Widow seeks deceased husband’s 'secret assets'
The widow of property developer Jack Dellal is bringing a family provision claim against his estate under the Inheritance (Provision for Family and Dependants) Act 1975, even though she is the sole beneficiary of his will.
Ruanne Dellal claims that the GBP15.4 million of assets declared in her husband's inheritance tax return is only a tiny fraction of his true estate. He put away most of his assets in secret trusts, bank accounts and gifts to his children from other relationships, she says.
The roots of Ruanne Dellal's claim lie in her husband's career. He was born in 1923 into a Jewish émigré family in Manchester, where he worked as a salesman in the textile industry. He soon began speculating in local property, and by the 1970s had become a well-known businessman in the City of London, where he made huge profits from various high-risk property deals. By 2012, the Sunday Times Rich List estimated his wealth at GBP445 million.
He married twice. The first marriage, in 1952, produced five children (one now deceased). The second, to Ruanne in 1997, produced two more. He also had two other children by an extramarital relationship.
Dellal died in October 2012 aged 89. His final will, executed in 2006, left virtually his entire estate to his widow. However, the assets comprising his disclosed estate, as declared by Ruanne Dellal to HM Revenue and Customs, amounted to GBP15.4 million. It included minimal cash and no business assets.
Ruanne Dellal considered that this was an 'absurd' presentation of the true scale of his personal wealth at his death. If it really did represent the extent of his possessions, he must have secretly given most of it away before his death, she said.

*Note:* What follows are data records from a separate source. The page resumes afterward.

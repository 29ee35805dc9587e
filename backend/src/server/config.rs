//! Application settings and the HTTP server configuration object.

use std::net::SocketAddr;
use std::time::Duration;

use actix_web::cookie::{Key, SameSite};
use coderush::inbound::http::session_config::{BuildMode, SessionSettings};
use ortho_config::OrthoConfig;
use serde::Deserialize;
use url::Url;
use zeroize::Zeroizing;

const DEFAULT_HOST: &str = "0.0.0.0";
const DEFAULT_HTTP_TIMEOUT_SECS: u64 = 30;
const DEFAULT_CORS_ORIGIN: &str = "*";

fn default_host() -> String {
    DEFAULT_HOST.to_owned()
}

fn default_cors_origin() -> String {
    DEFAULT_CORS_ORIGIN.to_owned()
}

/// Runtime settings loaded via OrthoConfig from `CODERUSH_*` variables,
/// configuration files and command-line flags.
#[derive(Debug, Clone, Deserialize, OrthoConfig)]
#[ortho_config(prefix = "CODERUSH")]
pub struct AppSettings {
    /// Interface to bind.
    #[ortho_config(default = default_host())]
    pub host: String,
    /// Port to bind.
    #[ortho_config(default = 8080)]
    pub port: u16,
    /// Hosted backend project URL.
    pub supabase_url: Option<String>,
    /// Hosted backend anonymous key.
    pub supabase_anon_key: Option<String>,
    /// Chat-completions endpoint of the verification model.
    pub codestral_api_url: Option<String>,
    /// Bearer key for the verification model.
    pub codestral_api_key: Option<String>,
    /// Model name override.
    pub codestral_model: Option<String>,
    /// Timeout applied to every outbound request, in seconds.
    #[ortho_config(default = 30)]
    pub http_timeout_secs: u64,
    /// `Access-Control-Allow-Origin` of the `verify-code` procedure.
    #[ortho_config(default = default_cors_origin())]
    pub cors_allowed_origin: String,
}

/// Hosted backend connection details.
pub struct HostedBackendSettings {
    pub url: Url,
    pub anon_key: Zeroizing<String>,
}

/// Verification model connection details.
pub struct ModelSettings {
    pub url: Url,
    pub api_key: Zeroizing<String>,
    pub model: Option<String>,
}

/// Errors raised while interpreting [`AppSettings`].
#[derive(Debug, thiserror::Error)]
pub enum SettingsError {
    #[error("invalid bind address {host}:{port}: {source}")]
    BindAddress {
        host: String,
        port: u16,
        #[source]
        source: std::net::AddrParseError,
    },
    #[error("invalid URL in {field}: {source}")]
    Url {
        field: &'static str,
        #[source]
        source: url::ParseError,
    },
}

fn non_blank(value: Option<&String>) -> Option<&str> {
    value.map(|raw| raw.trim()).filter(|raw| !raw.is_empty())
}

fn parse_url(field: &'static str, raw: &str) -> Result<Url, SettingsError> {
    Url::parse(raw).map_err(|source| SettingsError::Url { field, source })
}

impl AppSettings {
    /// Socket address to bind.
    pub fn bind_addr(&self) -> Result<SocketAddr, SettingsError> {
        let host = self.host.trim();
        format!("{host}:{}", self.port)
            .parse()
            .map_err(|source| SettingsError::BindAddress {
                host: host.to_owned(),
                port: self.port,
                source,
            })
    }

    /// Outbound request timeout.
    pub fn http_timeout(&self) -> Duration {
        Duration::from_secs(self.http_timeout_secs)
    }

    /// Allowed CORS origin for `verify-code`.
    pub fn cors_allowed_origin(&self) -> &str {
        self.cors_allowed_origin.trim()
    }

    /// Hosted backend settings; `None` unless both URL and key are set.
    pub fn hosted_backend(&self) -> Result<Option<HostedBackendSettings>, SettingsError> {
        let (Some(url), Some(key)) = (
            non_blank(self.supabase_url.as_ref()),
            non_blank(self.supabase_anon_key.as_ref()),
        ) else {
            return Ok(None);
        };
        Ok(Some(HostedBackendSettings {
            url: parse_url("supabase_url", url)?,
            anon_key: Zeroizing::new(key.to_owned()),
        }))
    }

    /// Verification model settings; `None` unless both URL and key are set.
    pub fn model(&self) -> Result<Option<ModelSettings>, SettingsError> {
        let (Some(url), Some(key)) = (
            non_blank(self.codestral_api_url.as_ref()),
            non_blank(self.codestral_api_key.as_ref()),
        ) else {
            return Ok(None);
        };
        Ok(Some(ModelSettings {
            url: parse_url("codestral_api_url", url)?,
            api_key: Zeroizing::new(key.to_owned()),
            model: non_blank(self.codestral_model.as_ref()).map(str::to_owned),
        }))
    }
}

/// Builder-style configuration for creating the HTTP server.
pub struct ServerConfig {
    pub(crate) key: Key,
    pub(crate) cookie_secure: bool,
    pub(crate) same_site: SameSite,
    pub(crate) session_ttl: actix_web::cookie::time::Duration,
    pub(crate) bind_addr: SocketAddr,
    pub(crate) hosted_backend: Option<HostedBackendSettings>,
    pub(crate) model: Option<ModelSettings>,
    pub(crate) http_timeout: Duration,
    pub(crate) cors_allowed_origin: String,
    pub(crate) build_mode: BuildMode,
}

impl ServerConfig {
    /// Construct a server configuration from session settings and the bind
    /// address; outbound adapters stay unconfigured until attached.
    #[must_use]
    pub fn new(session: SessionSettings, bind_addr: SocketAddr) -> Self {
        let SessionSettings {
            key,
            cookie_secure,
            same_site,
            ttl,
        } = session;
        Self {
            key,
            cookie_secure,
            same_site,
            session_ttl: ttl,
            bind_addr,
            hosted_backend: None,
            model: None,
            http_timeout: Duration::from_secs(DEFAULT_HTTP_TIMEOUT_SECS),
            cors_allowed_origin: DEFAULT_CORS_ORIGIN.to_owned(),
            build_mode: BuildMode::from_debug_assertions(),
        }
    }

    /// Set whether unconfigured adapters may fall back to in-process
    /// stand-ins ([`BuildMode::Debug`]) or must report the gap.
    #[must_use]
    pub fn with_build_mode(mut self, build_mode: BuildMode) -> Self {
        self.build_mode = build_mode;
        self
    }

    /// Attach the outbound settings from `settings`.
    ///
    /// # Errors
    /// Returns [`SettingsError`] when a configured URL does not parse.
    pub fn with_settings(mut self, settings: &AppSettings) -> Result<Self, SettingsError> {
        self.hosted_backend = settings.hosted_backend()?;
        self.model = settings.model()?;
        self.http_timeout = settings.http_timeout();
        self.cors_allowed_origin = settings.cors_allowed_origin().to_owned();
        Ok(self)
    }
}

#[cfg(test)]
mod tests {
    //! Unit tests for settings parsing.

    use super::*;
    use std::ffi::OsString;

    use env_lock::lock_env;
    use rstest::rstest;

    const VARS: [&str; 9] = [
        "CODERUSH_HOST",
        "CODERUSH_PORT",
        "CODERUSH_SUPABASE_URL",
        "CODERUSH_SUPABASE_ANON_KEY",
        "CODERUSH_CODESTRAL_API_URL",
        "CODERUSH_CODESTRAL_API_KEY",
        "CODERUSH_CODESTRAL_MODEL",
        "CODERUSH_HTTP_TIMEOUT_SECS",
        "CODERUSH_CORS_ALLOWED_ORIGIN",
    ];

    fn load_with(overrides: &[(&'static str, &str)]) -> AppSettings {
        let _guard = lock_env(VARS.map(|name| {
            let value = overrides
                .iter()
                .find(|(key, _)| *key == name)
                .map(|(_, value)| (*value).to_owned());
            (name, value)
        }));
        AppSettings::load_from_iter([OsString::from("coderush")]).expect("config should load")
    }

    #[rstest]
    fn defaults_apply_when_unset() {
        let settings = load_with(&[]);
        assert_eq!(
            settings.bind_addr().expect("bind addr"),
            "0.0.0.0:8080".parse::<SocketAddr>().expect("addr")
        );
        assert_eq!(settings.http_timeout(), Duration::from_secs(30));
        assert_eq!(settings.cors_allowed_origin(), "*");
        assert!(settings.hosted_backend().expect("settings").is_none());
        assert!(settings.model().expect("settings").is_none());
    }

    #[rstest]
    fn environment_overrides_are_respected() {
        let settings = load_with(&[
            ("CODERUSH_HOST", "127.0.0.1"),
            ("CODERUSH_PORT", "9000"),
            ("CODERUSH_SUPABASE_URL", "https://project.supabase.co"),
            ("CODERUSH_SUPABASE_ANON_KEY", "anon"),
            ("CODERUSH_CODESTRAL_API_URL", "https://codestral.example/v1/chat/completions"),
            ("CODERUSH_CODESTRAL_API_KEY", "secret"),
            ("CODERUSH_HTTP_TIMEOUT_SECS", "5"),
            ("CODERUSH_CORS_ALLOWED_ORIGIN", "https://coderush.example"),
        ]);
        assert_eq!(
            settings.bind_addr().expect("bind addr"),
            "127.0.0.1:9000".parse::<SocketAddr>().expect("addr")
        );
        assert_eq!(settings.http_timeout(), Duration::from_secs(5));
        assert_eq!(settings.cors_allowed_origin(), "https://coderush.example");

        let hosted = settings.hosted_backend().expect("settings").expect("hosted");
        assert_eq!(hosted.url.host_str(), Some("project.supabase.co"));
        assert_eq!(hosted.anon_key.as_str(), "anon");

        let model = settings.model().expect("settings").expect("model");
        assert_eq!(model.api_key.as_str(), "secret");
        assert!(model.model.is_none());
    }

    #[rstest]
    #[case(&[("CODERUSH_SUPABASE_URL", "https://project.supabase.co")])]
    #[case(&[("CODERUSH_SUPABASE_ANON_KEY", "anon")])]
    #[case(&[("CODERUSH_SUPABASE_URL", "  "), ("CODERUSH_SUPABASE_ANON_KEY", "anon")])]
    fn partial_hosted_settings_count_as_unconfigured(#[case] vars: &[(&'static str, &str)]) {
        let settings = load_with(vars);
        assert!(settings.hosted_backend().expect("settings").is_none());
    }

    #[rstest]
    fn malformed_urls_are_rejected() {
        let settings = load_with(&[
            ("CODERUSH_CODESTRAL_API_URL", "not a url"),
            ("CODERUSH_CODESTRAL_API_KEY", "secret"),
        ]);
        assert!(matches!(
            settings.model(),
            Err(SettingsError::Url {
                field: "codestral_api_url",
                ..
            })
        ));
    }

    #[rstest]
    fn unset_settings_still_load() {
        let settings = load_with(&[]);
        assert_eq!(settings.host, "0.0.0.0");
        assert_eq!(settings.port, 8080);
        assert_eq!(settings.http_timeout_secs, 30);
        assert_eq!(settings.cors_allowed_origin, "*");
        assert!(settings.supabase_url.is_none());
        assert!(settings.codestral_api_key.is_none());
    }

    #[rstest]
    fn unparsable_host_is_reported() {
        let settings = load_with(&[("CODERUSH_HOST", "not a host"), ("CODERUSH_PORT", "1")]);
        assert!(matches!(
            settings.bind_addr(),
            Err(SettingsError::BindAddress { port: 1, .. })
        ));
    }
}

She has therefore launched a claim under section 10 of the Inheritance Act 1975, which includes provisions to counter lifetime dispositions made by testators in order to defeat the purpose of the Act. Sections 8 and 9 of the 1975 Act deem the deceased's estate to comprise not just the actual death estate, but also any other assets given away within six years of the death to frustrate a claim under the 1975 Act. If the court finds in the claimant's favour, the persons who received these gifts (or their trustees) may be ordered to give back an equivalent sum of money to the estate in order to satisfy the claimant's demands.
Ruanne Dellal's case is based on an analysis of some of her husband's business dealings. For example, soon after their marriage in 1997, he transferred all his remaining shares in his business, Allied Commercial, to his then living children. At that time the company was worth GBP56.4 million. Moreover, it is claimed that there was evidence that the family members conducted substantial transactions through single purpose vehicles, possibly trusts. There was also a Panamanian company that apparently handled all the cash used in Dellal's property deals.
Mrs Dellal also told the court that her husband had told her that he had a 'secret stash' of money, which she believed to be GBP50 million.
The defendants to Ruanne Dellal's claim are Jack Dellal's children by his first wife and by another woman, and his sister. They applied to the England and Wales High Court to have her claim summarily dismissed without a trial, largely because she had not identified any disposition to any of them within the six-year time limit before his death. They also said she had not established any 'bad motive' as is required by the 1975 Act, and she was in any case so wealthy that the 1975 Act did not apply to her case.
The judge, Mostyn J, was sceptical about Ruanne Dellal's estimates of her husband's true wealth, noting that rich lists are not reliable sources of information. He also noted that the evidence that outright dispositions were made to the defendants during the six-year period was very thin, and the claimant's case in this regard is almost entirely inferential.
However, he declined to strike out her claim. 'In my judgment the claimant has put up a strong prima facie case that at his death Jack had access to very considerable resources[...]It is a reasonable inference that most were held in trusts.'
The key questions, then, became whether these trusts really exist and if they were established within the six-year time limit. Mostyn J ordered the defendants to disclose any documents relevant to this. He adjourned the application for summary judgment until the disclosures had been made. The application to dismiss Ruanne Dellal's case will then be reconsidered (Dellal v Dellal & Others, 2015 EWHC 907 Fam).